--- Records shown ---

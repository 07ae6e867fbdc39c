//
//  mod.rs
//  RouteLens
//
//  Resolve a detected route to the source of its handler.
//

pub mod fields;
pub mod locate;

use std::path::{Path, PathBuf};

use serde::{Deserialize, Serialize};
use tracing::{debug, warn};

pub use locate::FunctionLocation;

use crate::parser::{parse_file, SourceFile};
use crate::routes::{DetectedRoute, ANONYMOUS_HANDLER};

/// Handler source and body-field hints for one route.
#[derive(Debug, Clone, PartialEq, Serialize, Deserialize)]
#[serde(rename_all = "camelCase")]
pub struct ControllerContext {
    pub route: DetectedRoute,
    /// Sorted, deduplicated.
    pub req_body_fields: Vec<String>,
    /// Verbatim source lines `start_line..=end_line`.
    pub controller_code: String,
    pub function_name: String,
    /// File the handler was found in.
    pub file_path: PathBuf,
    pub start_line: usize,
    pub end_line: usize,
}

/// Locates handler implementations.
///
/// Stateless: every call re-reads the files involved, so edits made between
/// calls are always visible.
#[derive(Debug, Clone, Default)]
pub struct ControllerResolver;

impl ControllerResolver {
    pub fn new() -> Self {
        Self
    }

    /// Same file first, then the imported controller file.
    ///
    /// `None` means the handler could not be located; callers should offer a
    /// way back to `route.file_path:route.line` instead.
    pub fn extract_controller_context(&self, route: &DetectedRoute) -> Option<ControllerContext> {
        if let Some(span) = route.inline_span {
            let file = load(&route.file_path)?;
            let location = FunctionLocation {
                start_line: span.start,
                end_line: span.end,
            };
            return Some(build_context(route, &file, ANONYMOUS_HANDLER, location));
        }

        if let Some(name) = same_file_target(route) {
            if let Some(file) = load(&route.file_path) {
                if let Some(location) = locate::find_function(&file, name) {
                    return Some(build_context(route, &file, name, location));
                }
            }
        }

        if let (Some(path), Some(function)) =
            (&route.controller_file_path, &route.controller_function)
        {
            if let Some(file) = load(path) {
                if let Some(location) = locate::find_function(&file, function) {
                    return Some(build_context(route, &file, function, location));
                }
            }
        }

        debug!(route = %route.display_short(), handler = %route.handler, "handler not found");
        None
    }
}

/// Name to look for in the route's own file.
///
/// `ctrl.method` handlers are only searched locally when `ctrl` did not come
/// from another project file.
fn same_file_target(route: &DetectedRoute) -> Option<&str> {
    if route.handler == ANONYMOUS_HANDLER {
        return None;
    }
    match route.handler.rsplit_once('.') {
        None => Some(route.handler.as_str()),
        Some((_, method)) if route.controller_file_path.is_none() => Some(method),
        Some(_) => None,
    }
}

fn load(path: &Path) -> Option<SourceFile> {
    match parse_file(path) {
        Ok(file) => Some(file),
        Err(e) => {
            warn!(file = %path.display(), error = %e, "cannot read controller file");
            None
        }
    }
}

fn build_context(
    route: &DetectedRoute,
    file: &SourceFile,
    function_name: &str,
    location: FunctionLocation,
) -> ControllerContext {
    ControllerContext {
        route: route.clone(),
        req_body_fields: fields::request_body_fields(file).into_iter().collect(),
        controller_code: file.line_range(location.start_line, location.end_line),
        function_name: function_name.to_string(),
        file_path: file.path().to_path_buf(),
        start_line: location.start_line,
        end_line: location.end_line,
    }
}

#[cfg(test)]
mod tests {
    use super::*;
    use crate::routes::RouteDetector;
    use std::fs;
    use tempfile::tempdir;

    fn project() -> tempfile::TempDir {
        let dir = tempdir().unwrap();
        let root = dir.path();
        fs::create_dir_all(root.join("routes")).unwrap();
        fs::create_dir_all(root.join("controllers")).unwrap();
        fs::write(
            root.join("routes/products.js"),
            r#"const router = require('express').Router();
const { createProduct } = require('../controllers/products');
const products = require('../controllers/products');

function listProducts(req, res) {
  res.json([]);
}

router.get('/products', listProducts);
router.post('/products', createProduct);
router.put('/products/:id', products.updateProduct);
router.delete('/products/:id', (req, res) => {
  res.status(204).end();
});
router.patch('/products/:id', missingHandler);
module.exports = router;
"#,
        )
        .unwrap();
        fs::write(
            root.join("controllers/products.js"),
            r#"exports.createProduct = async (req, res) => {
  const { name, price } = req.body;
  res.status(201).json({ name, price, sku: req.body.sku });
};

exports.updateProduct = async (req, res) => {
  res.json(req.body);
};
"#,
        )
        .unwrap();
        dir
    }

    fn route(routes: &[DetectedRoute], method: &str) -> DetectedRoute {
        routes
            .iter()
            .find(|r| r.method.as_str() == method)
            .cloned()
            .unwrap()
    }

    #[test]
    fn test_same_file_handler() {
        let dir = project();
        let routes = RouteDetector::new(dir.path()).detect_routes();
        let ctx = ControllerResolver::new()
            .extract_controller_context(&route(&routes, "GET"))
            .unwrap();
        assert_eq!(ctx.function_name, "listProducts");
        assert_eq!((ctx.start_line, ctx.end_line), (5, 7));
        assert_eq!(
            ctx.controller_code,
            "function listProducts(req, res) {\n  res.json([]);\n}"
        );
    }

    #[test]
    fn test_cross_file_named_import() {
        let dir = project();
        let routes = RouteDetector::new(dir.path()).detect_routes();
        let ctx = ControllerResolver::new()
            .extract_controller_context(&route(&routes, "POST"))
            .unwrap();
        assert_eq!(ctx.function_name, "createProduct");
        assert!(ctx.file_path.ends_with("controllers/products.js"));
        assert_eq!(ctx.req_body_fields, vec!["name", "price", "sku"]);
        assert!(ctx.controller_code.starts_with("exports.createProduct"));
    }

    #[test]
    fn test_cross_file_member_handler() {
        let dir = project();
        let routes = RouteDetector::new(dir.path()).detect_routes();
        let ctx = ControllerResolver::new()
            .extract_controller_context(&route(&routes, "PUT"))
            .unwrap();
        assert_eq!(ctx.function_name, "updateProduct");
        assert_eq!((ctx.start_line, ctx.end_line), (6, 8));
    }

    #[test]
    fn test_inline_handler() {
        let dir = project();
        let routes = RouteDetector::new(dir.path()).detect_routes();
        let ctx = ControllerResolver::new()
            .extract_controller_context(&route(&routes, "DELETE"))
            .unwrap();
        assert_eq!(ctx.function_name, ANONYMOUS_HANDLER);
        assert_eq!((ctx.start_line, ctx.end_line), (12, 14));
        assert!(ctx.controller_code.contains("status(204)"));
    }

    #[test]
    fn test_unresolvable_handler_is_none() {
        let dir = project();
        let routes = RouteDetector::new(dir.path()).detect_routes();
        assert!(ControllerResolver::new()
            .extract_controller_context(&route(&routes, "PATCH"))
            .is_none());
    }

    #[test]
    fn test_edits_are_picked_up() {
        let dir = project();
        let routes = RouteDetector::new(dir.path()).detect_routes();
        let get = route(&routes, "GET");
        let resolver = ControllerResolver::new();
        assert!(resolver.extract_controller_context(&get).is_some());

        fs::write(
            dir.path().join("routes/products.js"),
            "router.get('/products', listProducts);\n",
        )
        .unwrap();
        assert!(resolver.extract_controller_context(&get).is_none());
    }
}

---
--- Records shown ---

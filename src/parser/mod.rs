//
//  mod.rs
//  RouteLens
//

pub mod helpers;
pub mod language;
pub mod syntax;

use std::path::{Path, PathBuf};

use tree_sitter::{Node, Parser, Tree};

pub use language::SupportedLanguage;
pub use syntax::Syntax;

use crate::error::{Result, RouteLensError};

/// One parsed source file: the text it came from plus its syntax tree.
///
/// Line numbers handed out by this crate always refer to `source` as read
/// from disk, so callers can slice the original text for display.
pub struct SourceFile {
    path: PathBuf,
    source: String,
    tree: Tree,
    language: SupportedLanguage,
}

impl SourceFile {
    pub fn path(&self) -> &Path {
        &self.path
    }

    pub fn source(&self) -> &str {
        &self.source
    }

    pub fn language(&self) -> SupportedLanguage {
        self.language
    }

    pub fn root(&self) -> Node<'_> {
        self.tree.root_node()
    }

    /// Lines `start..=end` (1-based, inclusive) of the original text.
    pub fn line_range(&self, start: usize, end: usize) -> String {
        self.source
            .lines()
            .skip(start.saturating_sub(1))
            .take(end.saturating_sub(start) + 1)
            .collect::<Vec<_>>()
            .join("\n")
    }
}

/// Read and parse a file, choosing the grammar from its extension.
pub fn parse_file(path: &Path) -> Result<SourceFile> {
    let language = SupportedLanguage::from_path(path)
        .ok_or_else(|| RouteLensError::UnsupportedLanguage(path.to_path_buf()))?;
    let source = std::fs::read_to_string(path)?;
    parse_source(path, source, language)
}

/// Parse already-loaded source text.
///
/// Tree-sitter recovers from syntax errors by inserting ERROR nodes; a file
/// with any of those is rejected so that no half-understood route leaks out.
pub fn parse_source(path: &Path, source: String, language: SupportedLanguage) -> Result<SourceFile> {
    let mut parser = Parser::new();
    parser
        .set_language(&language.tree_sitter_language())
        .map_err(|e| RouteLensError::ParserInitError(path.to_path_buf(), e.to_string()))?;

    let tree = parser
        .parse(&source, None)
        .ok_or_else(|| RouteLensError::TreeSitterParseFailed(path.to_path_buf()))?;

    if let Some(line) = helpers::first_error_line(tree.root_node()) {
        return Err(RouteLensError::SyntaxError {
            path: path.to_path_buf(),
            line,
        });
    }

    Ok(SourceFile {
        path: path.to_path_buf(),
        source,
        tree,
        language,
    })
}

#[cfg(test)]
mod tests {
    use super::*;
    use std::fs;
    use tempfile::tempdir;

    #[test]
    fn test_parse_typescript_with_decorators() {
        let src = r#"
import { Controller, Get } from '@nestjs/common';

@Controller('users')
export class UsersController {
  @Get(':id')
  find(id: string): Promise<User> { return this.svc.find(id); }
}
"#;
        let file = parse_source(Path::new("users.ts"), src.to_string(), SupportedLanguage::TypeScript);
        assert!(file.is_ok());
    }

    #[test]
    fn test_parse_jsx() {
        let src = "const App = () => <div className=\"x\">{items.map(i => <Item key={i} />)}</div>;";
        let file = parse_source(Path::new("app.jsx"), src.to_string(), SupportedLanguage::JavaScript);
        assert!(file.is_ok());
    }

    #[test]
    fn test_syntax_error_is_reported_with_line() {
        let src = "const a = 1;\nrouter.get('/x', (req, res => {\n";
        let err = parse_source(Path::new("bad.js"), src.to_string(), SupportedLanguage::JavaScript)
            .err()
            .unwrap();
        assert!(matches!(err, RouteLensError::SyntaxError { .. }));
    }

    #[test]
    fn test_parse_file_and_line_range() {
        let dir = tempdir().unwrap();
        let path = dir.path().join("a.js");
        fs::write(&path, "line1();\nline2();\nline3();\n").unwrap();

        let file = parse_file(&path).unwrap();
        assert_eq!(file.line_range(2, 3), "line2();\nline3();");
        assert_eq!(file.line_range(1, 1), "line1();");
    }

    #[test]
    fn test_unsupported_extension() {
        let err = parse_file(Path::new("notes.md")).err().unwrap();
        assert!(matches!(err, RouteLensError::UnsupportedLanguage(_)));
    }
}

---
--- Records shown ---

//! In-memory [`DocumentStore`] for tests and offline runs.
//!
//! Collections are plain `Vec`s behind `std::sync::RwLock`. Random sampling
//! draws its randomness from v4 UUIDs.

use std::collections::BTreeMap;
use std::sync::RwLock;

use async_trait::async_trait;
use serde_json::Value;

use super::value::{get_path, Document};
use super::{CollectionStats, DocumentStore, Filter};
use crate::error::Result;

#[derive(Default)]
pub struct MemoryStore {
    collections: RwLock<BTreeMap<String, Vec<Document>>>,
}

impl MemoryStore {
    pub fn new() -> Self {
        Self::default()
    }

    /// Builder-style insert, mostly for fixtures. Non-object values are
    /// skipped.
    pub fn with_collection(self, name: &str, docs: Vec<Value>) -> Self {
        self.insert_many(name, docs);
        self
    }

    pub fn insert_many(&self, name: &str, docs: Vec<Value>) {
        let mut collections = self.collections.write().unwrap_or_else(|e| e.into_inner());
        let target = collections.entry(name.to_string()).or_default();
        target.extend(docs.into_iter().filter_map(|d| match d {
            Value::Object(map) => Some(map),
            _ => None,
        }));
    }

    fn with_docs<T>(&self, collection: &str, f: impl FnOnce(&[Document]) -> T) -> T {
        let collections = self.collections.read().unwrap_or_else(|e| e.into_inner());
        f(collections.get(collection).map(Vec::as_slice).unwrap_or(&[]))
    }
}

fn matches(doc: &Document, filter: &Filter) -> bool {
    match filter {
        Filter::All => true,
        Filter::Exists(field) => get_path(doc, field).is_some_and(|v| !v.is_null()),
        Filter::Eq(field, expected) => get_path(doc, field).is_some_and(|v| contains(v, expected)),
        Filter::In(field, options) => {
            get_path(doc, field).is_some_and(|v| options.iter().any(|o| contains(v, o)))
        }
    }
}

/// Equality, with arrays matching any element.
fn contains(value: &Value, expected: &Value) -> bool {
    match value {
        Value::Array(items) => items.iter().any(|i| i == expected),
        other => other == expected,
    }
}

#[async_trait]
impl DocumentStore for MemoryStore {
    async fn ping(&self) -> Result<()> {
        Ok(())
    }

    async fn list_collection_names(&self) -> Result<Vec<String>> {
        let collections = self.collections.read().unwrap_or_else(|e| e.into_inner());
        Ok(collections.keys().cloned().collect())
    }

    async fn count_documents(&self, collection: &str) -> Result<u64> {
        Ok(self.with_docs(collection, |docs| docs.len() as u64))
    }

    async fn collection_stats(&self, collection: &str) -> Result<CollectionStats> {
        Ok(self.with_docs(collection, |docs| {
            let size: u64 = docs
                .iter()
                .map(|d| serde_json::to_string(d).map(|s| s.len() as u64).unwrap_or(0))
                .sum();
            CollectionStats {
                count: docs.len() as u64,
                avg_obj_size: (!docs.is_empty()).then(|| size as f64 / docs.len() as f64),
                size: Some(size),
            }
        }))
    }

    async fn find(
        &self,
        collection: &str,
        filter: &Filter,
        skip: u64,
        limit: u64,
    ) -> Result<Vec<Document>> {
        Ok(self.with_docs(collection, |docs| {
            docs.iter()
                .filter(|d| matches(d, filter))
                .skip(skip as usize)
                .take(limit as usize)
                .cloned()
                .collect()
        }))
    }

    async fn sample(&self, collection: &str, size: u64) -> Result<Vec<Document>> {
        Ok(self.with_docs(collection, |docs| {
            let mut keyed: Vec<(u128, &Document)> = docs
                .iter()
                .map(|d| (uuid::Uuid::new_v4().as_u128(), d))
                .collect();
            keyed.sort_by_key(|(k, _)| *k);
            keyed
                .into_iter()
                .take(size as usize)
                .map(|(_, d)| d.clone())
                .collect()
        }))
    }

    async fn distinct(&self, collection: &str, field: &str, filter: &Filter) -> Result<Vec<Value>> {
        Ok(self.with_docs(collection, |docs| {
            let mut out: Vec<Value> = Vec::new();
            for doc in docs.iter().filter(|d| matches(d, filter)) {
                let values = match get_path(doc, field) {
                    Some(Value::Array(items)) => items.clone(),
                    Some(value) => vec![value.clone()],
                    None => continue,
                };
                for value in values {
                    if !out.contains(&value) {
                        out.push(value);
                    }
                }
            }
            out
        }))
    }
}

---

> [Task instructions]
Look above for the line with "filename src/parser/mod.rs" and the line with "Line numbers handed", and reproduce exactly those two lines plus every line between, nothing more.

> [Solved exercise]
filename src/parser/mod.rs
//
//  mod.rs
//  RouteLens
//

pub mod helpers;
pub mod language;
pub mod syntax;

use std::path::{Path, PathBuf};

use tree_sitter::{Node, Parser, Tree};

pub use language::SupportedLanguage;
pub use syntax::Syntax;

use crate::error::{Result, RouteLensError};

/// One parsed source file: the text it came from plus its syntax tree.
///
/// Line numbers handed out by this crate always refer to `source` as read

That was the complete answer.